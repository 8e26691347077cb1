pub mod config;
pub mod file_store;

pub use config::StoreConfig;
pub use file_store::FileStore;
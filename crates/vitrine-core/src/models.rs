use std::fmt;
use std::str::FromStr;

use chrono::{DateTime, Utc};
use serde::{Deserialize, Serialize};

use crate::error::AppError;

/// Source institution tag, embedded as the prefix of every artwork id.
#[derive(Debug, Clone, Copy, PartialEq, Eq, Hash, PartialOrd, Ord, Serialize, Deserialize)]
#[serde(rename_all = "UPPERCASE")]
pub enum MuseumCode {
    Aic,
    Met,
    Smithsonian,
    Rijks,
}

impl MuseumCode {
    pub const ALL: [MuseumCode; 4] = [
        MuseumCode::Aic,
        MuseumCode::Met,
        MuseumCode::Smithsonian,
        MuseumCode::Rijks,
    ];

    /// Lowercase id prefix, e.g. `aic` in `aic-12345`.
    pub const fn prefix(self) -> &'static str {
        match self {
            MuseumCode::Aic => "aic",
            MuseumCode::Met => "met",
            MuseumCode::Smithsonian => "smithsonian",
            MuseumCode::Rijks => "rijks",
        }
    }

    /// Short display tag, e.g. `AIC`.
    pub const fn tag(self) -> &'static str {
        match self {
            MuseumCode::Aic => "AIC",
            MuseumCode::Met => "MET",
            MuseumCode::Smithsonian => "SMITHSONIAN",
            MuseumCode::Rijks => "RIJKS",
        }
    }

    /// Default institution name. Smithsonian records may override this with
    /// the owning unit's name.
    pub const fn institution(self) -> &'static str {
        match self {
            MuseumCode::Aic => "Art Institute of Chicago",
            MuseumCode::Met => "Metropolitan Museum of Art",
            MuseumCode::Smithsonian => "Smithsonian Institution",
            MuseumCode::Rijks => "Rijksmuseum",
        }
    }

    /// Exact match on the lowercase id prefix.
    pub fn from_prefix(prefix: &str) -> Option<Self> {
        Self::ALL.into_iter().find(|code| code.prefix() == prefix)
    }

    /// Resolve a user-facing museum name or tag.
    ///
    /// The accepted names are enumerated explicitly; anything else is a hard
    /// error rather than a best-effort guess.
    pub fn from_selector(selector: &str) -> Result<Self, AppError> {
        match selector.trim().to_lowercase().as_str() {
            "aic" | "art institute of chicago" => Ok(MuseumCode::Aic),
            "met" | "metropolitan museum" | "metropolitan museum of art" => Ok(MuseumCode::Met),
            "smithsonian" | "smithsonian institution" => Ok(MuseumCode::Smithsonian),
            "rijks" | "rijksmuseum" => Ok(MuseumCode::Rijks),
            _ => Err(AppError::UnknownMuseum(selector.to_string())),
        }
    }

    /// Build a prefixed artwork id from a native id.
    pub fn artwork_id(self, native_id: impl fmt::Display) -> String {
        format!("{}-{}", self.prefix(), native_id)
    }

    /// Strip this museum's prefix from an id, if present.
    pub fn native_id(self, id: &str) -> &str {
        id.strip_prefix(self.prefix())
            .and_then(|rest| rest.strip_prefix('-'))
            .unwrap_or(id)
    }
}

impl fmt::Display for MuseumCode {
    fn fmt(&self, f: &mut fmt::Formatter<'_>) -> fmt::Result {
        f.write_str(self.tag())
    }
}

impl FromStr for MuseumCode {
    type Err = AppError;

    fn from_str(s: &str) -> Result<Self, Self::Err> {
        Self::from_selector(s)
    }
}

/// Split an artwork id into its museum code and native id.
///
/// The id is split at the first `-`; native ids may themselves contain
/// dashes (`rijks-SK-A-1935`).
pub fn parse_artwork_id(id: &str) -> Result<(MuseumCode, &str), AppError> {
    let (prefix, native) = id
        .split_once('-')
        .ok_or_else(|| AppError::UnknownArtworkId(id.to_string()))?;
    let code =
        MuseumCode::from_prefix(prefix).ok_or_else(|| AppError::UnknownArtworkId(id.to_string()))?;
    if native.is_empty() {
        return Err(AppError::UnknownArtworkId(id.to_string()));
    }
    Ok((code, native))
}

/// The always-present display fields and their fallback literals.
#[derive(Debug, Clone, Copy, PartialEq, Eq)]
pub enum DisplayField {
    Title,
    Artist,
    Date,
    Medium,
    Dimensions,
}

impl DisplayField {
    pub const fn fallback(self) -> &'static str {
        match self {
            DisplayField::Title => "Untitled",
            DisplayField::Artist => "Unknown Artist",
            DisplayField::Date => "Date unknown",
            DisplayField::Medium => "Medium unknown",
            DisplayField::Dimensions => "Dimensions unknown",
        }
    }

    /// First non-blank candidate, or the fallback literal.
    pub fn resolve<'a, I>(self, candidates: I) -> String
    where
        I: IntoIterator<Item = Option<&'a str>>,
    {
        crate::util::first_non_blank(candidates).unwrap_or_else(|| self.fallback().to_string())
    }
}

/// Canonical artwork record shared by every source.
#[derive(Debug, Clone, PartialEq, Serialize, Deserialize)]
#[serde(rename_all = "camelCase")]
pub struct NormalizedArtwork {
    /// `<museum prefix>-<native id>`
    pub id: String,
    pub title: String,
    pub artist: String,
    /// Free-text display date, not parsed.
    pub date: String,
    pub medium: String,
    pub dimensions: String,
    pub museum: String,
    pub museum_code: MuseumCode,
    pub image_url: Option<String>,
    pub thumbnail_url: Option<String>,
    pub department: Option<String>,
    pub artwork_type: Option<String>,
    pub place_of_origin: Option<String>,
    pub gallery: Option<String>,
    pub period: Option<String>,
    pub culture: Option<String>,
    pub credit_line: Option<String>,
    pub accession_number: Option<String>,
    pub classification: Option<String>,
    pub style: Option<String>,
    pub description: Option<String>,
    pub is_public_domain: Option<bool>,
    #[serde(default)]
    pub subjects: Vec<String>,
    #[serde(default)]
    pub materials: Vec<String>,
    #[serde(default)]
    pub techniques: Vec<String>,
    pub museum_url: String,
    /// Raw upstream payload, passed through uninterpreted.
    #[serde(default)]
    pub original_data: serde_json::Value,
}

impl NormalizedArtwork {
    pub fn has_image(&self) -> bool {
        self.image_url.is_some() || self.thumbnail_url.is_some()
    }
}

/// An artwork saved in the user's collection.
#[derive(Debug, Clone, PartialEq, Serialize, Deserialize)]
#[serde(rename_all = "camelCase")]
pub struct CollectionEntry {
    #[serde(flatten)]
    pub artwork: NormalizedArtwork,
    pub added_at: DateTime<Utc>,
}

/// Result of a collection mutation, reported rather than raised.
#[derive(Debug, Clone, PartialEq, Eq, Serialize)]
pub struct CollectionOutcome {
    pub success: bool,
    pub message: String,
}

impl CollectionOutcome {
    pub fn ok(message: impl Into<String>) -> Self {
        Self {
            success: true,
            message: message.into(),
        }
    }

    pub fn failed(message: impl Into<String>) -> Self {
        Self {
            success: false,
            message: message.into(),
        }
    }
}

/// One page of the emulated infinite browsing feed.
#[derive(Debug, Clone, Serialize)]
#[serde(rename_all = "camelCase")]
pub struct BrowsePage {
    pub artworks: Vec<NormalizedArtwork>,
    pub next_term_index: usize,
    pub has_more: bool,
}

/// One slice of the multi-term collection sample.
#[derive(Debug, Clone, Serialize)]
#[serde(rename_all = "camelCase")]
pub struct SamplePage {
    pub artworks: Vec<NormalizedArtwork>,
    pub has_more: bool,
    pub total_results: usize,
}

#[cfg(test)]
mod tests {
    use super::*;

    #[test]
    fn test_parse_artwork_id() {
        assert_eq!(parse_artwork_id("aic-12345").unwrap(), (MuseumCode::Aic, "12345"));
        assert_eq!(parse_artwork_id("met-436533").unwrap(), (MuseumCode::Met, "436533"));
        assert_eq!(
            parse_artwork_id("smithsonian-nasm_A19610048000").unwrap(),
            (MuseumCode::Smithsonian, "nasm_A19610048000")
        );
        assert_eq!(
            parse_artwork_id("rijks-SK-A-1935").unwrap(),
            (MuseumCode::Rijks, "SK-A-1935")
        );
    }

    #[test]
    fn test_parse_artwork_id_rejects_unknown_prefix() {
        for id in ["louvre-1", "AIC-1", "12345", "met-", ""] {
            let err = parse_artwork_id(id).unwrap_err();
            assert!(matches!(err, AppError::UnknownArtworkId(_)), "{id}");
        }
    }

    #[test]
    fn test_selector_mapping() {
        assert_eq!(
            MuseumCode::from_selector("Art Institute of Chicago").unwrap(),
            MuseumCode::Aic
        );
        assert_eq!(MuseumCode::from_selector(" MET ").unwrap(), MuseumCode::Met);
        assert_eq!(
            MuseumCode::from_selector("metropolitan museum").unwrap(),
            MuseumCode::Met
        );
        assert_eq!(
            "Smithsonian Institution".parse::<MuseumCode>().unwrap(),
            MuseumCode::Smithsonian
        );
        assert_eq!(MuseumCode::from_selector("rijksmuseum").unwrap(), MuseumCode::Rijks);
        assert!(matches!(
            MuseumCode::from_selector("louvre"),
            Err(AppError::UnknownMuseum(_))
        ));
    }

    #[test]
    fn test_native_id_strips_only_own_prefix() {
        assert_eq!(MuseumCode::Met.native_id("met-42"), "42");
        assert_eq!(MuseumCode::Met.native_id("42"), "42");
        assert_eq!(MuseumCode::Met.native_id("aic-42"), "aic-42");
        assert_eq!(MuseumCode::Rijks.native_id("rijks-SK-C-5"), "SK-C-5");
        assert_eq!(MuseumCode::Aic.artwork_id(27992), "aic-27992");
    }

    #[test]
    fn test_display_field_fallbacks() {
        assert_eq!(DisplayField::Title.resolve([None]), "Untitled");
        assert_eq!(DisplayField::Artist.resolve([Some("  "), None]), "Unknown Artist");
        assert_eq!(DisplayField::Date.resolve([Some(""), Some("1889")]), "1889");
        assert_eq!(DisplayField::Medium.resolve([Some("Oil on canvas")]), "Oil on canvas");
        assert_eq!(DisplayField::Dimensions.resolve(std::iter::empty()), "Dimensions unknown");
    }

    #[test]
    fn test_museum_code_serializes_as_tag() {
        let json = serde_json::to_string(&MuseumCode::Smithsonian).unwrap();
        assert_eq!(json, "\"SMITHSONIAN\"");
        let code: MuseumCode = serde_json::from_str("\"RIJKS\"").unwrap();
        assert_eq!(code, MuseumCode::Rijks);
    }

    #[test]
    fn test_collection_entry_flattens_artwork() {
        let entry = CollectionEntry {
            artwork: crate::testutil::make_test_artwork("met-1"),
            added_at: Utc::now(),
        };
        let value = serde_json::to_value(&entry).unwrap();
        assert_eq!(value["id"], "met-1");
        assert_eq!(value["museumCode"], "MET");
        assert!(value.get("addedAt").is_some());

        let back: CollectionEntry = serde_json::from_value(value).unwrap();
        assert_eq!(back, entry);
    }
}
//! Explicit museum-code to adapter mapping, built once at startup.

use crate::error::AppError;
use crate::models::{MuseumCode, parse_artwork_id};
use crate::traits::MuseumAdapter;

/// The set of adapters the aggregator fans out to.
///
/// Holds at most one adapter per [`MuseumCode`], in registration order.
pub struct AdapterRegistry<A> {
    adapters: Vec<A>,
}

impl<A: MuseumAdapter> AdapterRegistry<A> {
    /// Build a registry, rejecting two adapters for the same museum.
    pub fn new(adapters: impl IntoIterator<Item = A>) -> Result<Self, AppError> {
        let mut registered: Vec<A> = Vec::new();
        for adapter in adapters {
            let code = adapter.code();
            if registered.iter().any(|a| a.code() == code) {
                return Err(AppError::ConfigError(format!(
                    "Adapter for {code} registered twice"
                )));
            }
            registered.push(adapter);
        }
        Ok(Self {
            adapters: registered,
        })
    }

    pub fn adapters(&self) -> &[A] {
        &self.adapters
    }

    pub fn codes(&self) -> Vec<MuseumCode> {
        self.adapters.iter().map(|a| a.code()).collect()
    }

    pub fn len(&self) -> usize {
        self.adapters.len()
    }

    pub fn is_empty(&self) -> bool {
        self.adapters.is_empty()
    }

    /// Adapter for a known museum code.
    pub fn get(&self, code: MuseumCode) -> Result<&A, AppError> {
        self.adapters
            .iter()
            .find(|a| a.code() == code)
            .ok_or_else(|| AppError::MuseumNotRegistered(code.to_string()))
    }

    /// Adapter for a user-facing museum name.
    pub fn for_selector(&self, selector: &str) -> Result<&A, AppError> {
        self.get(MuseumCode::from_selector(selector)?)
    }

    /// Adapter owning an artwork id, routed by its prefix.
    pub fn for_artwork_id(&self, id: &str) -> Result<&A, AppError> {
        let (code, _) = parse_artwork_id(id)?;
        self.get(code)
    }
}
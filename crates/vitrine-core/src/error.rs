use thiserror::Error;

/// Application-wide error types for Vitrine.
#[derive(Error, Debug)]
pub enum AppError {
    /// HTTP request failed or returned a non-2xx status.
    #[error("HTTP error: {0}")]
    HttpError(String),

    /// Request timed out.
    #[error("Request timed out after {0} seconds")]
    Timeout(u64),

    /// Network/connection error.
    #[error("Network error: {0}")]
    NetworkError(String),

    /// JSON serialization/deserialization failed.
    #[error("Serialization error: {0}")]
    SerializationError(#[from] serde_json::Error),

    /// Artwork id whose prefix does not name a known museum.
    #[error("Unknown artwork ID format: {0}")]
    UnknownArtworkId(String),

    /// Museum selector that maps to no known museum.
    #[error("Unknown museum: {0}")]
    UnknownMuseum(String),

    /// Known museum with no adapter in the registry.
    #[error("No adapter registered for museum {0}")]
    MuseumNotRegistered(String),

    /// Collection storage read/write failed.
    #[error("Storage error: {0}")]
    StorageError(String),

    /// Invalid or missing configuration.
    #[error("Configuration error: {0}")]
    ConfigError(String),
}

impl AppError {
    /// Returns true if this error comes from the environment (network, upstream
    /// API) rather than from how the caller used the API.
    pub fn is_transient(&self) -> bool {
        matches!(
            self,
            AppError::HttpError(_) | AppError::Timeout(_) | AppError::NetworkError(_)
        )
    }

    /// Returns true if this error indicates caller misuse: an id or selector
    /// that can never route anywhere.
    pub fn is_contract_error(&self) -> bool {
        matches!(
            self,
            AppError::UnknownArtworkId(_)
                | AppError::UnknownMuseum(_)
                | AppError::MuseumNotRegistered(_)
        )
    }
}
==================================================
> **Task brief**:
List the lines of the records where "usize" occurs.

> **Exercise solution**:
    pub next_term_index: usize,
    pub total_results: usize,
    pub fn len(&self) -> usize {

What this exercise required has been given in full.